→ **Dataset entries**
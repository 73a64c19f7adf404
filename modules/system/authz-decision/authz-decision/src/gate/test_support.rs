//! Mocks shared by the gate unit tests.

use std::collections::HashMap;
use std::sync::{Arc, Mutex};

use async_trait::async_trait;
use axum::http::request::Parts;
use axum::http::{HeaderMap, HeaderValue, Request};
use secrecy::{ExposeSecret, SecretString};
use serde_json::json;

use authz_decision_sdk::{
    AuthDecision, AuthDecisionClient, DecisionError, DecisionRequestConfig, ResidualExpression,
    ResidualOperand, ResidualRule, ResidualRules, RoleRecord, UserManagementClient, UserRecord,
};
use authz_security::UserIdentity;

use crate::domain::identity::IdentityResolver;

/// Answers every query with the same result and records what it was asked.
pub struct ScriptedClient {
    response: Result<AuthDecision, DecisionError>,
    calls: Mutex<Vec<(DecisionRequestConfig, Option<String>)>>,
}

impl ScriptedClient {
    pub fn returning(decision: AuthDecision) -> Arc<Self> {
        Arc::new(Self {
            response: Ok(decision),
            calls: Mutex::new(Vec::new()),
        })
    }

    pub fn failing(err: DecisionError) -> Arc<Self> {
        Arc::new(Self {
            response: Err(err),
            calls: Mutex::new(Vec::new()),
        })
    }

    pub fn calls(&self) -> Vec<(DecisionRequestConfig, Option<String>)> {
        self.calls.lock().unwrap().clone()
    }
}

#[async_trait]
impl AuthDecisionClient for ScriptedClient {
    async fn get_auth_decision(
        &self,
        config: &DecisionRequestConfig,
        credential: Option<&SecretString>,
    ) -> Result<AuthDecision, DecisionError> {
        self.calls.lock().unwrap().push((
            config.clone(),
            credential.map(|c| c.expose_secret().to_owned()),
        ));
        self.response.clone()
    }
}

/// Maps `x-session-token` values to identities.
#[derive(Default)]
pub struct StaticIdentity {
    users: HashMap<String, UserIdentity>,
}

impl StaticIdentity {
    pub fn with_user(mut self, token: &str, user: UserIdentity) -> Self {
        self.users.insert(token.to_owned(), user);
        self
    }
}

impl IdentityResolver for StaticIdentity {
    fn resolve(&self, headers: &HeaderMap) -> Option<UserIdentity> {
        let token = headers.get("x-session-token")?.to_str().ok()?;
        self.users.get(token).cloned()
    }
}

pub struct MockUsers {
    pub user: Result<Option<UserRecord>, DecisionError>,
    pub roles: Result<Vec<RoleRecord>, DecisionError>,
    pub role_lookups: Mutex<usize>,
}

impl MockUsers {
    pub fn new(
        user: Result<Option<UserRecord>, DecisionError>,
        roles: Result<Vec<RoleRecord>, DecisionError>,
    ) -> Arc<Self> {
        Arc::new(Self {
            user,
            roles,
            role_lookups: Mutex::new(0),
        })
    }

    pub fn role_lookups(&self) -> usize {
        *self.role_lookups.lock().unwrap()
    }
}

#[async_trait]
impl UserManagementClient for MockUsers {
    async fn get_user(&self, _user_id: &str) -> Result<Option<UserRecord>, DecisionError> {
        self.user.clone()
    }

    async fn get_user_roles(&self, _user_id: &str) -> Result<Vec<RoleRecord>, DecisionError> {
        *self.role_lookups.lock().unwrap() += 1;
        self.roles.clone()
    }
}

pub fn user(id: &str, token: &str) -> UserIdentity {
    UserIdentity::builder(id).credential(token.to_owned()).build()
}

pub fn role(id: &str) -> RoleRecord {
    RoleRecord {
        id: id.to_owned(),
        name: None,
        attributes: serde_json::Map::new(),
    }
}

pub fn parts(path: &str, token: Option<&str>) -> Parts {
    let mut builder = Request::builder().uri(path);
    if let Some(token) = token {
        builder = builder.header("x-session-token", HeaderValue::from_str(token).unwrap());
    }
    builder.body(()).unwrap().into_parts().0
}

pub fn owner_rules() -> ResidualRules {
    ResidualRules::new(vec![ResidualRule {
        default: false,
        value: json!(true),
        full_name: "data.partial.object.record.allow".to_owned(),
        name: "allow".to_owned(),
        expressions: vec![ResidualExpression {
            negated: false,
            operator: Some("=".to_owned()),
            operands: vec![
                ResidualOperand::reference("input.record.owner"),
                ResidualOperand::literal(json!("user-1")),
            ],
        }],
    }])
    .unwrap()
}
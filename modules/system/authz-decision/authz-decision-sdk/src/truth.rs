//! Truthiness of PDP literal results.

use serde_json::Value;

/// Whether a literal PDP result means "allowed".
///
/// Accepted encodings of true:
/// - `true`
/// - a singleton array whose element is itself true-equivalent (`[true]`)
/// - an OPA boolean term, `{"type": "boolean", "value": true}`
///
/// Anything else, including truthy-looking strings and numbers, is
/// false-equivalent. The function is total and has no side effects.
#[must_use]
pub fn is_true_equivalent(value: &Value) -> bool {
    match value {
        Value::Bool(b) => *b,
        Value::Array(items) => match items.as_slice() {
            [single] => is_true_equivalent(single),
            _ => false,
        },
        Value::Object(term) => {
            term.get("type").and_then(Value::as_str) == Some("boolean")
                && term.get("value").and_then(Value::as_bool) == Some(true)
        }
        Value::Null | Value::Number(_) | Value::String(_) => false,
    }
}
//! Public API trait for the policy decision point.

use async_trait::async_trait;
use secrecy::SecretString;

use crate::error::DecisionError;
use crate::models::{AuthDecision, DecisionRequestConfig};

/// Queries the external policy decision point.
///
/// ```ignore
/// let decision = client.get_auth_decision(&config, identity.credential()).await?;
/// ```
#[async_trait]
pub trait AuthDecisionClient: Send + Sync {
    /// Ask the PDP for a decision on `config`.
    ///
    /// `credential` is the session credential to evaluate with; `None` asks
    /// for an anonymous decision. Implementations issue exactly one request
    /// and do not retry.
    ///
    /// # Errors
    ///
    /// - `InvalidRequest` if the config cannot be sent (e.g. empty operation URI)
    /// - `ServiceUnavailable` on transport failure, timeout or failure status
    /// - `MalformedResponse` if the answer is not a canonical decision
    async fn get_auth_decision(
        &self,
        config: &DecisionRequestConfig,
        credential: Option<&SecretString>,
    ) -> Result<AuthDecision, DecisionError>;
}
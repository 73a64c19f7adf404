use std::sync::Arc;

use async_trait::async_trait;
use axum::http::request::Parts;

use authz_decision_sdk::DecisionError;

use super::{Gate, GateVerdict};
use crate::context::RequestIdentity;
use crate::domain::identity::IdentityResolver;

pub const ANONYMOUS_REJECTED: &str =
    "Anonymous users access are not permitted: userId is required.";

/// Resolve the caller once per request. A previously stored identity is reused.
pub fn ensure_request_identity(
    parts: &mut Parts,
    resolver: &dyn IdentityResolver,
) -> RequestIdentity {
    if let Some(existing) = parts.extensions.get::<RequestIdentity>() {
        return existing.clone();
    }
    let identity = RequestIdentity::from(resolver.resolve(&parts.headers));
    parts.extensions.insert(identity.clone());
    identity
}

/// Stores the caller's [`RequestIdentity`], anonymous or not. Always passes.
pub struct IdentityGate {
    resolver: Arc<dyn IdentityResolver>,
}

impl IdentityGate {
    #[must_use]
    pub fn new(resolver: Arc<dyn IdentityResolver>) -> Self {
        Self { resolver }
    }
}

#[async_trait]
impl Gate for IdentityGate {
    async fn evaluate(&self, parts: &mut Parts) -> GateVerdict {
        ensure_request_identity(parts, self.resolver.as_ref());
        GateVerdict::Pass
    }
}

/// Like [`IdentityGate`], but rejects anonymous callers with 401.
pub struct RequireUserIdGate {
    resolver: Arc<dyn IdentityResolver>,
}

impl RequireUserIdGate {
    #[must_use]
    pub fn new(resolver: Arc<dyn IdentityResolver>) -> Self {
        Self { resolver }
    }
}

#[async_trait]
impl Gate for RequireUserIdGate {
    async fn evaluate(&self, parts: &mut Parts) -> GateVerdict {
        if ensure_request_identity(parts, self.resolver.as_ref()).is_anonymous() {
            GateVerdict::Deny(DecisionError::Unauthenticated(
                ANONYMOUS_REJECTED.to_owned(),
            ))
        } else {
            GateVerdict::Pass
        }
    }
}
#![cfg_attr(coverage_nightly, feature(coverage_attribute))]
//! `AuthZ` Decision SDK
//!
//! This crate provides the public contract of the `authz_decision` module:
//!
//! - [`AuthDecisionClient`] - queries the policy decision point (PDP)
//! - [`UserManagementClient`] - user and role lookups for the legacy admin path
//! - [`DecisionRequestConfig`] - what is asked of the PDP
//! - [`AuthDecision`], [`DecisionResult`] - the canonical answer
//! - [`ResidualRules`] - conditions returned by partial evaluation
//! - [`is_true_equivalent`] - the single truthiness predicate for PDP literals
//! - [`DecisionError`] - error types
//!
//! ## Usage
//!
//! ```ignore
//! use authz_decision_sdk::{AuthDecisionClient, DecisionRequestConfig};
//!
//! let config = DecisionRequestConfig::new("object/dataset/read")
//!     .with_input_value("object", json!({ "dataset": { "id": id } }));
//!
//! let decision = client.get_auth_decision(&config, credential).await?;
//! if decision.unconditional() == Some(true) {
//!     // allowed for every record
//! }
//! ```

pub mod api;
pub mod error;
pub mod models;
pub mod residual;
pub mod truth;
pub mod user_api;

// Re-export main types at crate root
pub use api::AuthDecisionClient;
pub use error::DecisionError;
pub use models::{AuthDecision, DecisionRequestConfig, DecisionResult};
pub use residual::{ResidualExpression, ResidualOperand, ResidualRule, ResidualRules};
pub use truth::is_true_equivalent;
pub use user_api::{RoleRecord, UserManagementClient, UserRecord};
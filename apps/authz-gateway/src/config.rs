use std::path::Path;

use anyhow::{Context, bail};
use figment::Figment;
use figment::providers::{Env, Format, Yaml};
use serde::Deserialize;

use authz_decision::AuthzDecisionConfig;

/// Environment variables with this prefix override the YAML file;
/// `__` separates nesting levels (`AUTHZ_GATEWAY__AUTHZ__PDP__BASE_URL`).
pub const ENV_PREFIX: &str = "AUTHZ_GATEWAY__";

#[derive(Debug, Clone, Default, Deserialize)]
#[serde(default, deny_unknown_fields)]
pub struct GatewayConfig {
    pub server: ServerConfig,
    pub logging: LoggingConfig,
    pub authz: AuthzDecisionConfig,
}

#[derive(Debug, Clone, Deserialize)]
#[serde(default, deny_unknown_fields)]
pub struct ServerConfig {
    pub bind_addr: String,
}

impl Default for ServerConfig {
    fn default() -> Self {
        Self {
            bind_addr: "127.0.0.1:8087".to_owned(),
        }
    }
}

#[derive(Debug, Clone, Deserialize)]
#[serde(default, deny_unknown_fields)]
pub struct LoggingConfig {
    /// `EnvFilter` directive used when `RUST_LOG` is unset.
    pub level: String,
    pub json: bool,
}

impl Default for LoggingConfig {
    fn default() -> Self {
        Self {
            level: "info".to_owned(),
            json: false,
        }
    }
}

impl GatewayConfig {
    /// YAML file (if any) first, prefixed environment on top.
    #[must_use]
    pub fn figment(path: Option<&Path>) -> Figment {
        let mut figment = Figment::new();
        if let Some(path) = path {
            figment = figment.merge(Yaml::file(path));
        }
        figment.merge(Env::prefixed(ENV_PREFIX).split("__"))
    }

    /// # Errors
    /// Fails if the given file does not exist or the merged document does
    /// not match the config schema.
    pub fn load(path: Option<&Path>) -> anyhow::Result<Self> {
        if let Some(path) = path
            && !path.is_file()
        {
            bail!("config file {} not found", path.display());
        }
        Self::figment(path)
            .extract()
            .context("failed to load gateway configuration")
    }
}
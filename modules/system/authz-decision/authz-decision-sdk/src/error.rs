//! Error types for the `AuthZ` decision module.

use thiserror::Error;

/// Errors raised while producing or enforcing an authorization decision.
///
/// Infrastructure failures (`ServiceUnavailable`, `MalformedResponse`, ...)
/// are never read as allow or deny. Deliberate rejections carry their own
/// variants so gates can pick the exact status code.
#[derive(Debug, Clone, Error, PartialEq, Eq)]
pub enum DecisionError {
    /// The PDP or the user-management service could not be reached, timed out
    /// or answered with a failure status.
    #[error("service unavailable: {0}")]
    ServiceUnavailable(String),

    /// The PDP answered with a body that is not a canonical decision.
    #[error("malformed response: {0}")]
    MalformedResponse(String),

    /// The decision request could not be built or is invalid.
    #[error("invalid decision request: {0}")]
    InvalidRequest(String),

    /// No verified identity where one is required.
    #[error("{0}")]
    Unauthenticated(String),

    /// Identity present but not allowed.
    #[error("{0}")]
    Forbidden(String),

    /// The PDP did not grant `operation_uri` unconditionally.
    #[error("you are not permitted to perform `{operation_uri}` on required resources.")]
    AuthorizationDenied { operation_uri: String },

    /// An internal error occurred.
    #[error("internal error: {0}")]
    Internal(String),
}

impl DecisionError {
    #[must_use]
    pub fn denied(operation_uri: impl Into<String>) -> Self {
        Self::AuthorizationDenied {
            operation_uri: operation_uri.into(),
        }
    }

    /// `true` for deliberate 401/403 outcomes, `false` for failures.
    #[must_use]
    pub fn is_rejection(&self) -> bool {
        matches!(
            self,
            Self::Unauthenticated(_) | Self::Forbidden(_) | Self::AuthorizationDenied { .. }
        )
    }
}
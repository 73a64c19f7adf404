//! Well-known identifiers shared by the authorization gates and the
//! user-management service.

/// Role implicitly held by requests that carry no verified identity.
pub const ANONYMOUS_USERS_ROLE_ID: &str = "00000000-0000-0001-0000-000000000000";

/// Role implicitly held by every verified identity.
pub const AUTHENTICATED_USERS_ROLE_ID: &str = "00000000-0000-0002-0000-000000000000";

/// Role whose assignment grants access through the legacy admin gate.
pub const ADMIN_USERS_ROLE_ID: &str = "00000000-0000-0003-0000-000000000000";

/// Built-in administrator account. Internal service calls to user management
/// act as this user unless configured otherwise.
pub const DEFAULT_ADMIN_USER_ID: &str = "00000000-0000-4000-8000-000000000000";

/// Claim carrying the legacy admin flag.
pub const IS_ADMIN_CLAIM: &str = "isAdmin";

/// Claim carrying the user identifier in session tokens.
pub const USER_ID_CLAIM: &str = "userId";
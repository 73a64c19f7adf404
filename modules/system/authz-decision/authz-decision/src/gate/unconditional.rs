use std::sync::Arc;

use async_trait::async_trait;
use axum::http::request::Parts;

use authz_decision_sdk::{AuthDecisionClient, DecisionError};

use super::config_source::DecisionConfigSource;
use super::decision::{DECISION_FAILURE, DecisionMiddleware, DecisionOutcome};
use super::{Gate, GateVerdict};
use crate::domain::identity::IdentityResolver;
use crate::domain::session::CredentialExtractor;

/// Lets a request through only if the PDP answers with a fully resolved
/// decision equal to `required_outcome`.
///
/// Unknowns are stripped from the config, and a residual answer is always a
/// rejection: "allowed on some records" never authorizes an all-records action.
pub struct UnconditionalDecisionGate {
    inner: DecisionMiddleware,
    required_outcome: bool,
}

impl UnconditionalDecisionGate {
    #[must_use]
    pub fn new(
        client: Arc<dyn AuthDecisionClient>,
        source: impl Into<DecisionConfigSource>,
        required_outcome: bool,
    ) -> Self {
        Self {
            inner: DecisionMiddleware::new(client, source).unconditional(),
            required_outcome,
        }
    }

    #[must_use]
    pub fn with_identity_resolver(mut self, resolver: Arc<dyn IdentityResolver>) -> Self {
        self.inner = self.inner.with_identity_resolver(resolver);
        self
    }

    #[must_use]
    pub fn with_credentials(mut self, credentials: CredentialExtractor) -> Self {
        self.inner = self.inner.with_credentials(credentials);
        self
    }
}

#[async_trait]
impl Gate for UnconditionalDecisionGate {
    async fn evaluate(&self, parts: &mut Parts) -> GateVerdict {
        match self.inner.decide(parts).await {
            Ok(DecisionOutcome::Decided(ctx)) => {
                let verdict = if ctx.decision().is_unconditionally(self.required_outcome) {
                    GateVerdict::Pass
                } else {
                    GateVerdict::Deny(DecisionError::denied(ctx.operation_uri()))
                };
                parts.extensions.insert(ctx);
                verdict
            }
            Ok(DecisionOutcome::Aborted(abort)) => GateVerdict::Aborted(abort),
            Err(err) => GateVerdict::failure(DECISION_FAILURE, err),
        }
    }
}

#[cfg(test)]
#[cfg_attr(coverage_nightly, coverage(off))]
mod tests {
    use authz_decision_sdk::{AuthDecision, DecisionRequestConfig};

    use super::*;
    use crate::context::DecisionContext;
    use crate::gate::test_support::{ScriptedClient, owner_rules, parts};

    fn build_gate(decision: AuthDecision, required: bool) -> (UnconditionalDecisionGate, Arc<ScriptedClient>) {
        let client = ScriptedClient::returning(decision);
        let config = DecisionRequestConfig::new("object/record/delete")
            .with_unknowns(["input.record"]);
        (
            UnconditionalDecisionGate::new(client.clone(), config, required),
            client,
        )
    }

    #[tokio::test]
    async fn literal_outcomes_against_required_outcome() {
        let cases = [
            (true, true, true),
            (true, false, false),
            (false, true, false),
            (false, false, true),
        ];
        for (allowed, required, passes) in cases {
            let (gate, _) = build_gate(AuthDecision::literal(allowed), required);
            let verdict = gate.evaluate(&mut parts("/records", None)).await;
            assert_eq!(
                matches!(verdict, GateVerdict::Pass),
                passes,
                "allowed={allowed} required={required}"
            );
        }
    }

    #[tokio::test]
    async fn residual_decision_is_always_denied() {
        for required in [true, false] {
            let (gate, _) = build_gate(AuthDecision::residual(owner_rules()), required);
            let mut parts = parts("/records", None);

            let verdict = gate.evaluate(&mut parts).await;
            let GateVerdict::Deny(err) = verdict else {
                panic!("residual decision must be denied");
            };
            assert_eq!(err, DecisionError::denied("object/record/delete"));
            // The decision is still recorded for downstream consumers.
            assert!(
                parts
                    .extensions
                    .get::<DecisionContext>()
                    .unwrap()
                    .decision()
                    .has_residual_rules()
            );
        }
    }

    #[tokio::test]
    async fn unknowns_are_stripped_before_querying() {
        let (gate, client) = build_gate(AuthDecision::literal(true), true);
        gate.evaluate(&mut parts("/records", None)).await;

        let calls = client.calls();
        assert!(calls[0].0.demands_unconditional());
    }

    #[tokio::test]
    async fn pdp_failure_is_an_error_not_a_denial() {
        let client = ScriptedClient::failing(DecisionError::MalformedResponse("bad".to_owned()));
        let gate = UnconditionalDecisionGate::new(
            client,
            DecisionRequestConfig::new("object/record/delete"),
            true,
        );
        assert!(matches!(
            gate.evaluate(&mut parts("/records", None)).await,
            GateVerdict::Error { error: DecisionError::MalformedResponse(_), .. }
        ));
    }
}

→ **WHAT TO WORK ON**
For every line of the data above that contains "modules", copy that line.

→ **FINISHED EXERCISE**
filename modules/system/authz-decision/authz-decision/src/gate/test_support.rs
filename modules/system/authz-decision/authz-decision-sdk/src/truth.rs
filename modules/system/authz-decision/authz-decision-sdk/src/error.rs
filename modules/system/authz-decision/authz-decision/src/gate/unconditional.rs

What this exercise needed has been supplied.